This article will take "User Center" as an example, introduce "single key" business, with the gradual increase of data volume, database performance is significantly reduced, database level segmentation related architecture practices:
- How to implement horizontal slicing
- Common problems after horizontal segmentation
- Optimization ideas and practice of typical problems
First, the User Center
User Center is a very common business, mainly provide user registration, login, information query and modification services, the core metadata is:
User (UID, login_name, passwd, sex, age, nickname, ...)
which
- UID is User ID, primary key
- Login_name, passwd, sex, age, nickname, ... and other user attributes
Database design, generally in the early days of business, single-Library single-table can be able to handle this requirement, the typical architecture design is:
- User-center: User Center service, providing friendly RPC interface to callers
- USER-DB: Data storage for users
Second, User Center horizontal segmentation method
When the amount of data is getting bigger and larger, the database needs to be sliced horizontally, and the common horizontal slicing algorithm has "scope method" and "hash Method".
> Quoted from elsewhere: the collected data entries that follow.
//! Core scraper trait, scrape context and error types.

use std::future::Future;
use std::time::Duration;

use thiserror::Error;
use tokio::time::Instant;

use crate::collector::{MetricSink, SampleError};

/// Errors a scraper can return from one scrape.
#[derive(Debug, Error)]
pub enum ScrapeError {
    /// The request deadline passed before the scraper finished.
    #[error("scrape deadline exceeded")]
    DeadlineExceeded,

    /// Network or file I/O error.
    #[error("io error: {0}")]
    Io(#[from] std::io::Error),

    /// A sample could not be written to the sink.
    #[error("failed to emit sample: {0}")]
    Sample(#[from] SampleError),

    /// The scraper panicked. Carries the panic message when one was available.
    #[error("scraper panicked: {0}")]
    Panicked(String),

    /// Any other collection failure.
    #[error("{0}")]
    Failed(String),
}

/// Deadline-bound context shared by every scraper of one request.
///
/// Cheap to clone; the orchestrator hands each task its own copy. A context
/// without a deadline never expires.
#[derive(Debug, Clone, Default)]
pub struct ScrapeContext {
    deadline: Option<Instant>,
}

impl ScrapeContext {
    /// Context without a deadline.
    pub fn new() -> Self {
        Self::default()
    }

    /// Context expiring `timeout` from now.
    ///
    /// A timeout too large to represent yields a context without a deadline.
    pub fn with_timeout(timeout: Duration) -> Self {
        Self {
            deadline: Instant::now().checked_add(timeout),
        }
    }

    /// Context expiring at `deadline`.
    pub fn with_deadline(deadline: Instant) -> Self {
        Self {
            deadline: Some(deadline),
        }
    }

    pub fn deadline(&self) -> Option<Instant> {
        self.deadline
    }

    /// Time left before the deadline, `None` when there is no deadline.
    pub fn remaining(&self) -> Option<Duration> {
        self.deadline
            .map(|d| d.saturating_duration_since(Instant::now()))
    }

    /// Whether the deadline has passed.
    pub fn is_expired(&self) -> bool {
        self.deadline.is_some_and(|d| Instant::now() >= d)
    }

    /// Drive `fut` to completion unless the deadline passes first.
    ///
    /// # Errors
    /// Returns `ScrapeError::DeadlineExceeded` if the deadline elapses before
    /// `fut` completes. `fut` is dropped in that case.
    pub async fn run<F: Future>(&self, fut: F) -> Result<F::Output, ScrapeError> {
        match self.deadline {
            None => Ok(fut.await),
            Some(deadline) => tokio::time::timeout_at(deadline, fut)
                .await
                .map_err(|_| ScrapeError::DeadlineExceeded),
        }
    }

    /// Sleep for `duration`, waking early with an error if the deadline passes.
    pub async fn sleep(&self, duration: Duration) -> Result<(), ScrapeError> {
        self.run(tokio::time::sleep(duration)).await
    }
}

/// A named unit of metric collection.
///
/// Scrapers are constructed once at startup and shared by every request, so
/// they must not hold request-scoped state. The orchestrator calls `scrape`
/// concurrently with other scrapers but never concurrently with itself
/// within one request.
///
/// # Contract
///
/// - `name()` is non-empty and unique within a registry. It is used for
///   `collect[]` filtering and as the `collector="collect.<name>"` label.
/// - `scrape()` must honor the context deadline: long waits go through
///   [`ScrapeContext::run`] or [`ScrapeContext::sleep`], or poll
///   [`ScrapeContext::is_expired`], and return promptly once it passes.
///   The orchestrator never cancels a scraper on its own.
/// - Logging inside `scrape()` is already scoped by a `scraper` span carrying
///   the scraper name.
#[async_trait::async_trait]
pub trait Scraper: Send + Sync + 'static {
    /// Stable identifier.
    fn name(&self) -> &str;

    /// Human-readable description.
    fn help(&self) -> &str;

    /// Informational version of the scraper.
    fn version(&self) -> f64;

    /// Collect samples into `sink`.
    ///
    /// # Returns
    ///
    /// - `Ok(())`: collection completed; reported as success = 1
    /// - `Err(_)`: collection failed; reported as success = 0 and logged
    async fn scrape(&self, ctx: &ScrapeContext, sink: &MetricSink) -> Result<(), ScrapeError>;
}
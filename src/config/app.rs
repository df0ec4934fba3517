//! Application configuration structures.

use std::collections::BTreeMap;
use std::net::{IpAddr, SocketAddr};
use std::path::Path;

use serde::{Deserialize, Serialize};

use super::validation::{ConfigError, expand_env_vars, is_valid_metric_name};
use crate::server::{DEFAULT_TIMEOUT_OFFSET, HEALTH_PATH};

// =============================================================================
// Constants
// =============================================================================

/// Default listen port.
pub const DEFAULT_PORT: u16 = 9104;

/// Default path serving the scrape endpoint.
pub const DEFAULT_METRICS_PATH: &str = "/metrics";

/// Default metric namespace.
pub const DEFAULT_NAMESPACE: &str = "fanout";

// =============================================================================
// Server Configuration
// =============================================================================

/// Web server configuration.
#[derive(Debug, Clone, Serialize, Deserialize)]
#[serde(default)]
pub struct ServerConfig {
    /// Server bind address (default: "0.0.0.0").
    pub bind: String,

    /// Server port (default: 9104).
    pub port: u16,

    /// Path under which to expose metrics (default: "/metrics").
    pub metrics_path: String,
}

impl Default for ServerConfig {
    fn default() -> Self {
        Self {
            bind: "0.0.0.0".to_string(),
            port: DEFAULT_PORT,
            metrics_path: DEFAULT_METRICS_PATH.to_string(),
        }
    }
}

// =============================================================================
// Scrape Configuration
// =============================================================================

/// Scrape behaviour shared by every request.
#[derive(Debug, Clone, Serialize, Deserialize)]
#[serde(default)]
pub struct ScrapeConfig {
    /// Prefix of every exported metric name (default: "fanout").
    pub namespace: String,

    /// Seconds subtracted from the Prometheus scrape timeout (default: 0.25).
    pub timeout_offset: f64,
}

impl Default for ScrapeConfig {
    fn default() -> Self {
        Self {
            namespace: DEFAULT_NAMESPACE.to_string(),
            timeout_offset: DEFAULT_TIMEOUT_OFFSET,
        }
    }
}

// =============================================================================
// Log Configuration
// =============================================================================

/// Log output format.
#[derive(Debug, Clone, Copy, Default, PartialEq, Eq, Serialize, Deserialize, clap::ValueEnum)]
#[serde(rename_all = "lowercase")]
pub enum LogFormat {
    /// Human-readable lines.
    #[default]
    Text,
    /// One JSON object per line.
    Json,
}

/// Logging configuration.
#[derive(Debug, Clone, Serialize, Deserialize)]
#[serde(default)]
pub struct LogConfig {
    /// Filter directive, e.g. "info" or "info,fanout_exporter=debug".
    pub level: String,

    pub format: LogFormat,
}

impl Default for LogConfig {
    fn default() -> Self {
        Self {
            level: "info".to_string(),
            format: LogFormat::Text,
        }
    }
}

// =============================================================================
// Application Configuration
// =============================================================================

/// Top-level application configuration.
#[derive(Debug, Clone, Default, Serialize, Deserialize)]
#[serde(default)]
pub struct AppConfig {
    /// Web server configuration.
    pub server: ServerConfig,

    /// Scrape configuration.
    pub scrape: ScrapeConfig,

    /// Per-scraper overrides of the compiled-in enabled flag.
    pub collectors: BTreeMap<String, bool>,

    /// Logging configuration.
    pub log: LogConfig,
}

impl AppConfig {
    /// Load configuration from a YAML file.
    ///
    /// `${VAR}` and `${VAR:-default}` references are expanded before parsing.
    ///
    /// # Errors
    /// Returns `ConfigError` if the file cannot be read, parsed, or validated.
    pub fn load(path: impl AsRef<Path>) -> Result<Self, ConfigError> {
        let content = std::fs::read_to_string(path.as_ref())?;
        let config: Self = serde_yaml::from_str(&expand_env_vars(&content))?;
        config.validate()?;
        Ok(config)
    }

    /// Validate configuration values.
    ///
    /// # Errors
    /// Returns `ConfigError::ValidationError` if any field is invalid.
    pub fn validate(&self) -> Result<(), ConfigError> {
        self.server.bind.parse::<IpAddr>().map_err(|_| {
            ConfigError::ValidationError(format!(
                "invalid server bind address: '{}'",
                self.server.bind
            ))
        })?;

        if self.server.port == 0 {
            return Err(ConfigError::ValidationError(
                "server port must be non-zero".to_string(),
            ));
        }

        if !self.server.metrics_path.starts_with('/') {
            return Err(ConfigError::ValidationError(format!(
                "metrics path must start with '/': '{}'",
                self.server.metrics_path
            )));
        }
        if self
            .server
            .metrics_path
            .contains([':', '*', '{', '}'])
        {
            return Err(ConfigError::ValidationError(format!(
                "metrics path must not contain route parameters: '{}'",
                self.server.metrics_path
            )));
        }
        if self.server.metrics_path == HEALTH_PATH {
            return Err(ConfigError::ValidationError(format!(
                "metrics path must not be '{HEALTH_PATH}'"
            )));
        }

        if self.scrape.namespace.is_empty() {
            return Err(ConfigError::ValidationError(
                "scrape namespace must not be empty".to_string(),
            ));
        }
        if !is_valid_metric_name(&self.scrape.namespace) {
            return Err(ConfigError::ValidationError(format!(
                "scrape namespace is not a valid metric name prefix: '{}'",
                self.scrape.namespace
            )));
        }

        let offset = self.scrape.timeout_offset;
        if !offset.is_finite() || offset < 0.0 {
            return Err(ConfigError::ValidationError(format!(
                "scrape timeout_offset must be a non-negative number of seconds, got {offset}"
            )));
        }

        Ok(())
    }

    /// Socket address the server binds to.
    pub fn listen_addr(&self) -> Result<SocketAddr, ConfigError> {
        let ip = self.server.bind.parse::<IpAddr>().map_err(|_| {
            ConfigError::ValidationError(format!(
                "invalid server bind address: '{}'",
                self.server.bind
            ))
        })?;
        Ok(SocketAddr::new(ip, self.server.port))
    }
}

#[cfg(test)]
mod tests {
    use super::*;
    use std::io::Write;

    #[test]
    fn test_config_defaults() {
        let config = AppConfig::default();
        assert_eq!(config.server.bind, "0.0.0.0");
        assert_eq!(config.server.port, DEFAULT_PORT);
        assert_eq!(config.server.metrics_path, "/metrics");
        assert_eq!(config.scrape.namespace, "fanout");
        assert_eq!(config.scrape.timeout_offset, 0.25);
        assert!(config.collectors.is_empty());
        assert_eq!(config.log.format, LogFormat::Text);
        assert!(config.validate().is_ok());
    }

    #[test]
    fn test_load_yaml_file() {
        let mut file = tempfile::NamedTempFile::new().unwrap();
        write!(
            file,
            r#"
server:
  port: 9200
  metrics_path: /probe
scrape:
  timeout_offset: 0.5
collectors:
  ping: false
log:
  format: json
"#
        )
        .unwrap();

        let config = AppConfig::load(file.path()).unwrap();
        assert_eq!(config.server.bind, "0.0.0.0");
        assert_eq!(config.server.port, 9200);
        assert_eq!(config.server.metrics_path, "/probe");
        assert_eq!(config.scrape.timeout_offset, 0.5);
        assert_eq!(config.scrape.namespace, "fanout");
        assert_eq!(config.collectors.get("ping"), Some(&false));
        assert_eq!(config.log.format, LogFormat::Json);
    }

    #[test]
    fn test_load_missing_file() {
        let result = AppConfig::load("/nonexistent/fanout.yaml");
        assert!(matches!(result, Err(ConfigError::IoError(_))));
    }

    #[test]
    fn test_load_rejects_invalid_values() {
        let mut file = tempfile::NamedTempFile::new().unwrap();
        write!(file, "scrape:\n  timeout_offset: -1\n").unwrap();

        let err = AppConfig::load(file.path()).unwrap_err();
        assert!(err.to_string().contains("timeout_offset"));
    }

    #[test]
    fn test_config_validation_invalid_port() {
        let mut config = AppConfig::default();
        config.server.port = 0;
        assert!(config.validate().is_err());
    }

    #[test]
    fn test_config_validation_invalid_bind_address() {
        let mut config = AppConfig::default();
        config.server.bind = "not-an-ip".to_string();

        let result = config.validate();
        assert!(result.is_err());
        assert!(
            result
                .unwrap_err()
                .to_string()
                .contains("invalid server bind address")
        );
    }

    #[test]
    fn test_config_validation_metrics_path() {
        let mut config = AppConfig::default();
        config.server.metrics_path = "metrics".to_string();
        assert!(config.validate().is_err());

        config.server.metrics_path = "/healthz".to_string();
        assert!(config.validate().is_err());

        for path in ["/:m", "/*m", "/{m}", "/metrics/{*rest}"] {
            config.server.metrics_path = path.to_string();
            let err = config.validate().unwrap_err();
            assert!(err.to_string().contains("route parameters"), "{path}: {err}");
        }

        config.server.metrics_path = "/probe/metrics".to_string();
        assert!(config.validate().is_ok());
    }

    #[test]
    fn test_config_validation_empty_namespace() {
        let mut config = AppConfig::default();
        config.scrape.namespace = String::new();
        assert!(config.validate().is_err());

        config.scrape.namespace = "my-exporter".to_string();
        let err = config.validate().unwrap_err();
        assert!(err.to_string().contains("my-exporter"));

        config.scrape.namespace = "my_exporter".to_string();
        assert!(config.validate().is_ok());
    }

    #[tokio::test]
    async fn test_validated_namespace_renders() {
        use crate::collector::{Exporter, ExporterDescs, MetricSink, ScrapeContext};

        let mut config = AppConfig::default();
        config.scrape.namespace = "edge:fanout_2".to_string();
        config.validate().unwrap();

        let exporter = Exporter::new(ExporterDescs::new(&config.scrape.namespace), Vec::new());
        let (sink, stream) = MetricSink::channel();
        exporter.collect(&ScrapeContext::new(), &sink).await.unwrap();
        drop(sink);

        let text = crate::exposition::encode(&stream.drain()).unwrap();
        assert!(text.contains("edge:fanout_2_up 1"));
    }

    #[test]
    fn test_listen_addr() {
        let mut config = AppConfig::default();
        config.server.bind = "127.0.0.1".to_string();
        config.server.port = 9300;
        assert_eq!(
            config.listen_addr().unwrap(),
            "127.0.0.1:9300".parse().unwrap()
        );
    }
}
The scope method, which divides the data horizontally into two DB instances, is based on the UID of the business primary key of the User center:
- USER-DB1: Store UID data from 0 to 10 million
- USER-DB2: Store UID data from 1 to 20 million
The advantages of the Range method are:
- The segmentation strategy is simple, according to the UID, according to the scope, User-center can quickly locate the data in which library
- Simple expansion, if the capacity is not enough, just add user-db3 can
The deficiencies of the scope law are:
- The UID must meet the incremental characteristics
- Data volume is uneven, the new USER-DB3, in the initial data will be relatively small
- Request volume uneven, in general, the new registered user activity will be relatively high, so user-db2 tend to be higher than the USER-DB1 load, resulting in unbalanced server utilization
The hashing method is also based on the User Center's business primary key UID, which divides the data horizontally into two DB instances:
- USER-DB1: The UID data that stores the UID to modulo 1
- USER-DB2: The UID data that stores the UID to modulo 0
The advantages of the hashing method are:
- Segmentation strategy is simple, according to the UID, according to Hash,user-center can quickly locate the data in which library
- Data balance, as long as the UID is uniform, the distribution of data in each library must be balanced
- Demand balance, as long as the UID is uniform, the distribution of the load on each library must be balanced
The disadvantages of the hashing method are:
- Expansion trouble, if the capacity is not enough, to add a library, re-hash may lead to data migration, how to smooth the data migration, is a need to solve the problem
Third, the user Center after the level of the problems brought about
When using UID for horizontal segmentation, what is the problem with business access across the user Center?
For a query on the UID attribute can be routed directly to the library, assuming access to uid=124 data, after the modulo can be directly positioned Db-user1:
For queries on non-UID attributes, such as queries on the Login_name property, it is tragic:
Assuming that you access Login_name=shenjian data, you often need to traverse all the libraries because you do not know which library the data falls on, and the performance can be significantly reduced when the number of libraries is multiple.
How to solve the problem of query on non-UID attribute after the library, is the content that should be discussed emphatically.
Four, User Center non-UID attribute query demand analysis
Any architecture design that is out of business is bullying, and before the architectural discussion, the business is briefly analyzed to see what query requirements are on the non-UID attribute.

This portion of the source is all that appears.